**WHAT YOU NEED TO DO**
What is needed here is an exact copy of every entry.

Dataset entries
────────────────────────────────────────

//! Structural operations over the curriculum tree.
//!
//! Every operation is a pure transform: it takes the current document slice
//! and returns a new one, leaving the input untouched. Out-of-range indices
//! return the document unchanged instead of panicking, so callers never have
//! to pre-validate a stale index.

pub mod quiz;

use serde::Deserialize;

use crate::models::{Basics, Lecture, Resource, Section, VideoRef};

#[derive(Debug, Clone, Copy, PartialEq, Eq, Deserialize)]
#[serde(rename_all = "lowercase")]
pub enum Move {
    Up,
    Down,
}

impl Move {
    fn target(self, from: usize) -> Option<usize> {
        match self {
            Move::Up => from.checked_sub(1),
            Move::Down => from.checked_add(1),
        }
    }
}

fn with_section(sections: &[Section], si: usize, f: impl FnOnce(&mut Section)) -> Vec<Section> {
    let mut next = sections.to_vec();
    if let Some(section) = next.get_mut(si) {
        f(section);
    }
    next
}

fn with_lecture(
    sections: &[Section],
    si: usize,
    li: usize,
    f: impl FnOnce(&mut Lecture),
) -> Vec<Section> {
    with_section(sections, si, |section| {
        if let Some(lecture) = section.lectures.get_mut(li) {
            f(lecture);
        }
    })
}

fn swap_adjacent<T: Clone>(items: &[T], from: usize, dir: Move) -> Vec<T> {
    let mut next = items.to_vec();
    if let Some(to) = dir.target(from) {
        if from < next.len() && to < next.len() {
            next.swap(from, to);
        }
    }
    next
}

fn blank_to_none(text: &str) -> Option<String> {
    if text.is_empty() {
        None
    } else {
        Some(text.to_string())
    }
}

/* ===== sections ===== */

pub fn add_section(sections: &[Section]) -> Vec<Section> {
    let mut next = sections.to_vec();
    next.push(Section::titled(format!("Section {}", next.len() + 1)));
    next
}

pub fn remove_section(sections: &[Section], si: usize) -> Vec<Section> {
    let mut next = sections.to_vec();
    if si < next.len() {
        next.remove(si);
    }
    next
}

pub fn rename_section(sections: &[Section], si: usize, title: &str) -> Vec<Section> {
    with_section(sections, si, |section| section.title = title.to_string())
}

pub fn move_section(sections: &[Section], si: usize, dir: Move) -> Vec<Section> {
    swap_adjacent(sections, si, dir)
}

pub fn set_section_notes(sections: &[Section], si: usize, notes: &str) -> Vec<Section> {
    with_section(sections, si, |section| section.notes = blank_to_none(notes))
}

pub fn set_section_doubts(sections: &[Section], si: usize, allow: bool) -> Vec<Section> {
    with_section(sections, si, |section| section.allow_doubts = allow)
}

pub fn push_section_resource(sections: &[Section], si: usize, resource: Resource) -> Vec<Section> {
    with_section(sections, si, |section| section.resources.push(resource))
}

pub fn remove_section_resource(sections: &[Section], si: usize, ri: usize) -> Vec<Section> {
    with_section(sections, si, |section| {
        if ri < section.resources.len() {
            section.resources.remove(ri);
        }
    })
}

/* ===== lectures ===== */

pub fn add_lecture(sections: &[Section], si: usize) -> Vec<Section> {
    with_section(sections, si, |section| {
        let title = format!("Lecture {}", section.lectures.len() + 1);
        section.lectures.push(Lecture::titled(title));
    })
}

pub fn remove_lecture(sections: &[Section], si: usize, li: usize) -> Vec<Section> {
    with_section(sections, si, |section| {
        if li < section.lectures.len() {
            section.lectures.remove(li);
        }
    })
}

pub fn rename_lecture(sections: &[Section], si: usize, li: usize, title: &str) -> Vec<Section> {
    with_lecture(sections, si, li, |lecture| lecture.title = title.to_string())
}

pub fn move_lecture(sections: &[Section], si: usize, li: usize, dir: Move) -> Vec<Section> {
    with_section(sections, si, |section| {
        section.lectures = swap_adjacent(&section.lectures, li, dir);
    })
}

pub fn set_lecture_description(
    sections: &[Section],
    si: usize,
    li: usize,
    text: &str,
) -> Vec<Section> {
    with_lecture(sections, si, li, |lecture| {
        lecture.description = blank_to_none(text);
    })
}

pub fn set_lecture_notes(sections: &[Section], si: usize, li: usize, notes: &str) -> Vec<Section> {
    with_lecture(sections, si, li, |lecture| lecture.notes = blank_to_none(notes))
}

pub fn set_lecture_preview(sections: &[Section], si: usize, li: usize, on: bool) -> Vec<Section> {
    with_lecture(sections, si, li, |lecture| lecture.is_free_preview = on)
}

pub fn set_lecture_doubts(sections: &[Section], si: usize, li: usize, allow: bool) -> Vec<Section> {
    with_lecture(sections, si, li, |lecture| lecture.allow_doubts = allow)
}

pub fn set_lecture_duration(
    sections: &[Section],
    si: usize,
    li: usize,
    duration_sec: Option<u32>,
) -> Vec<Section> {
    with_lecture(sections, si, li, |lecture| lecture.duration_sec = duration_sec)
}

pub fn set_lecture_video(sections: &[Section], si: usize, li: usize, video: VideoRef) -> Vec<Section> {
    with_lecture(sections, si, li, |lecture| lecture.video = Some(video))
}

pub fn push_lecture_resource(
    sections: &[Section],
    si: usize,
    li: usize,
    resource: Resource,
) -> Vec<Section> {
    with_lecture(sections, si, li, |lecture| lecture.resources.push(resource))
}

pub fn remove_lecture_resource(
    sections: &[Section],
    si: usize,
    li: usize,
    ri: usize,
) -> Vec<Section> {
    with_lecture(sections, si, li, |lecture| {
        if ri < lecture.resources.len() {
            lecture.resources.remove(ri);
        }
    })
}

/* ===== basics lists ===== */

pub fn add_outcome(basics: &Basics) -> Basics {
    let mut next = basics.clone();
    next.outcome_bullets.push(String::new());
    next
}

pub fn set_outcome(basics: &Basics, i: usize, text: &str) -> Basics {
    let mut next = basics.clone();
    if let Some(slot) = next.outcome_bullets.get_mut(i) {
        *slot = text.to_string();
    }
    next
}

pub fn remove_outcome(basics: &Basics, i: usize) -> Basics {
    let mut next = basics.clone();
    if i < next.outcome_bullets.len() {
        next.outcome_bullets.remove(i);
    }
    next
}

pub fn add_requirement(basics: &Basics) -> Basics {
    let mut next = basics.clone();
    next.requirements.push(String::new());
    next
}

pub fn set_requirement(basics: &Basics, i: usize, text: &str) -> Basics {
    let mut next = basics.clone();
    if let Some(slot) = next.requirements.get_mut(i) {
        *slot = text.to_string();
    }
    next
}

pub fn remove_requirement(basics: &Basics, i: usize) -> Basics {
    let mut next = basics.clone();
    if i < next.requirements.len() {
        next.requirements.remove(i);
    }
    next
}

────────────────────────────────────────

**ANSWER SPACE**
//! Structural operations over the curriculum tree.
//!
//! Every operation is a pure transform: it takes the current document slice
//! and returns a new one, leaving the input untouched. Out-of-range indices
//! return the document unchanged instead of panicking, so callers never have
//! to pre-validate a stale index.

pub mod quiz;

use serde::Deserialize;

use crate::models::{Basics, Lecture, Resource, Section, VideoRef};

#[derive(Debug, Clone, Copy, PartialEq, Eq, Deserialize)]
#[serde(rename_all = "lowercase")]
pub enum Move {
    Up,
    Down,
}

impl Move {
    fn target(self, from: usize) -> Option<usize> {
        match self {
            Move::Up => from.checked_sub(1),
            Move::Down => from.checked_add(1),
        }
    }
}

fn with_section(sections: &[Section], si: usize, f: impl FnOnce(&mut Section)) -> Vec<Section> {
    let mut next = sections.to_vec();
    if let Some(section) = next.get_mut(si) {
        f(section);
    }
    next
}

fn with_lecture(
    sections: &[Section],
    si: usize,
    li: usize,
    f: impl FnOnce(&mut Lecture),
) -> Vec<Section> {
    with_section(sections, si, |section| {
        if let Some(lecture) = section.lectures.get_mut(li) {
            f(lecture);
        }
    })
}

fn swap_adjacent<T: Clone>(items: &[T], from: usize, dir: Move) -> Vec<T> {
    let mut next = items.to_vec();
    if let Some(to) = dir.target(from) {
        if from < next.len() && to < next.len() {
            next.swap(from, to);
        }
    }
    next
}

fn blank_to_none(text: &str) -> Option<String> {
    if text.is_empty() {
        None
    } else {
        Some(text.to_string())
    }
}

/* ===== sections ===== */

pub fn add_section(sections: &[Section]) -> Vec<Section> {
    let mut next = sections.to_vec();
    next.push(Section::titled(format!("Section {}", next.len() + 1)));
    next
}

pub fn remove_section(sections: &[Section], si: usize) -> Vec<Section> {
    let mut next = sections.to_vec();
    if si < next.len() {
        next.remove(si);
    }
    next
}

pub fn rename_section(sections: &[Section], si: usize, title: &str) -> Vec<Section> {
    with_section(sections, si, |section| section.title = title.to_string())
}

pub fn move_section(sections: &[Section], si: usize, dir: Move) -> Vec<Section> {
    swap_adjacent(sections, si, dir)
}

pub fn set_section_notes(sections: &[Section], si: usize, notes: &str) -> Vec<Section> {
    with_section(sections, si, |section| section.notes = blank_to_none(notes))
}

pub fn set_section_doubts(sections: &[Section], si: usize, allow: bool) -> Vec<Section> {
    with_section(sections, si, |section| section.allow_doubts = allow)
}

pub fn push_section_resource(sections: &[Section], si: usize, resource: Resource) -> Vec<Section> {
    with_section(sections, si, |section| section.resources.push(resource))
}

pub fn remove_section_resource(sections: &[Section], si: usize, ri: usize) -> Vec<Section> {
    with_section(sections, si, |section| {
        if ri < section.resources.len() {
            section.resources.remove(ri);
        }
    })
}

/* ===== lectures ===== */

pub fn add_lecture(sections: &[Section], si: usize) -> Vec<Section> {
    with_section(sections, si, |section| {
        let title = format!("Lecture {}", section.lectures.len() + 1);
        section.lectures.push(Lecture::titled(title));
    })
}

pub fn remove_lecture(sections: &[Section], si: usize, li: usize) -> Vec<Section> {
    with_section(sections, si, |section| {
        if li < section.lectures.len() {
            section.lectures.remove(li);
        }
    })
}

pub fn rename_lecture(sections: &[Section], si: usize, li: usize, title: &str) -> Vec<Section> {
    with_lecture(sections, si, li, |lecture| lecture.title = title.to_string())
}

pub fn move_lecture(sections: &[Section], si: usize, li: usize, dir: Move) -> Vec<Section> {
    with_section(sections, si, |section| {
        section.lectures = swap_adjacent(&section.lectures, li, dir);
    })
}

pub fn set_lecture_description(
    sections: &[Section],
    si: usize,
    li: usize,
    text: &str,
) -> Vec<Section> {
    with_lecture(sections, si, li, |lecture| {
        lecture.description = blank_to_none(text);
    })
}

pub fn set_lecture_notes(sections: &[Section], si: usize, li: usize, notes: &str) -> Vec<Section> {
    with_lecture(sections, si, li, |lecture| lecture.notes = blank_to_none(notes))
}

pub fn set_lecture_preview(sections: &[Section], si: usize, li: usize, on: bool) -> Vec<Section> {
    with_lecture(sections, si, li, |lecture| lecture.is_free_preview = on)
}

pub fn set_lecture_doubts(sections: &[Section], si: usize, li: usize, allow: bool) -> Vec<Section> {
    with_lecture(sections, si, li, |lecture| lecture.allow_doubts = allow)
}

pub fn set_lecture_duration(
    sections: &[Section],
    si: usize,
    li: usize,
    duration_sec: Option<u32>,
) -> Vec<Section> {
    with_lecture(sections, si, li, |lecture| lecture.duration_sec = duration_sec)
}

pub fn set_lecture_video(sections: &[Section], si: usize, li: usize, video: VideoRef) -> Vec<Section> {
    with_lecture(sections, si, li, |lecture| lecture.video = Some(video))
}

pub fn push_lecture_resource(
    sections: &[Section],
    si: usize,
    li: usize,
    resource: Resource,
) -> Vec<Section> {
    with_lecture(sections, si, li, |lecture| lecture.resources.push(resource))
}

pub fn remove_lecture_resource(
    sections: &[Section],
    si: usize,
    li: usize,
    ri: usize,
) -> Vec<Section> {
    with_lecture(sections, si, li, |lecture| {
        if ri < lecture.resources.len() {
            lecture.resources.remove(ri);
        }
    })
}

/* ===== basics lists ===== */

pub fn add_outcome(basics: &Basics) -> Basics {
    let mut next = basics.clone();
    next.outcome_bullets.push(String::new());
    next
}

pub fn set_outcome(basics: &Basics, i: usize, text: &str) -> Basics {
    let mut next = basics.clone();
    if let Some(slot) = next.outcome_bullets.get_mut(i) {
        *slot = text.to_string();
    }
    next
}

pub fn remove_outcome(basics: &Basics, i: usize) -> Basics {
    let mut next = basics.clone();
    if i < next.outcome_bullets.len() {
        next.outcome_bullets.remove(i);
    }
    next
}

pub fn add_requirement(basics: &Basics) -> Basics {
    let mut next = basics.clone();
    next.requirements.push(String::new());
    next
}

pub fn set_requirement(basics: &Basics, i: usize, text: &str) -> Basics {
    let mut next = basics.clone();
    if let Some(slot) = next.requirements.get_mut(i) {
        *slot = text.to_string();
    }
    next
}

pub fn remove_requirement(basics: &Basics, i: usize) -> Basics {
    let mut next = basics.clone();
    if i < next.requirements.len() {
        next.requirements.remove(i);
    }
    next
}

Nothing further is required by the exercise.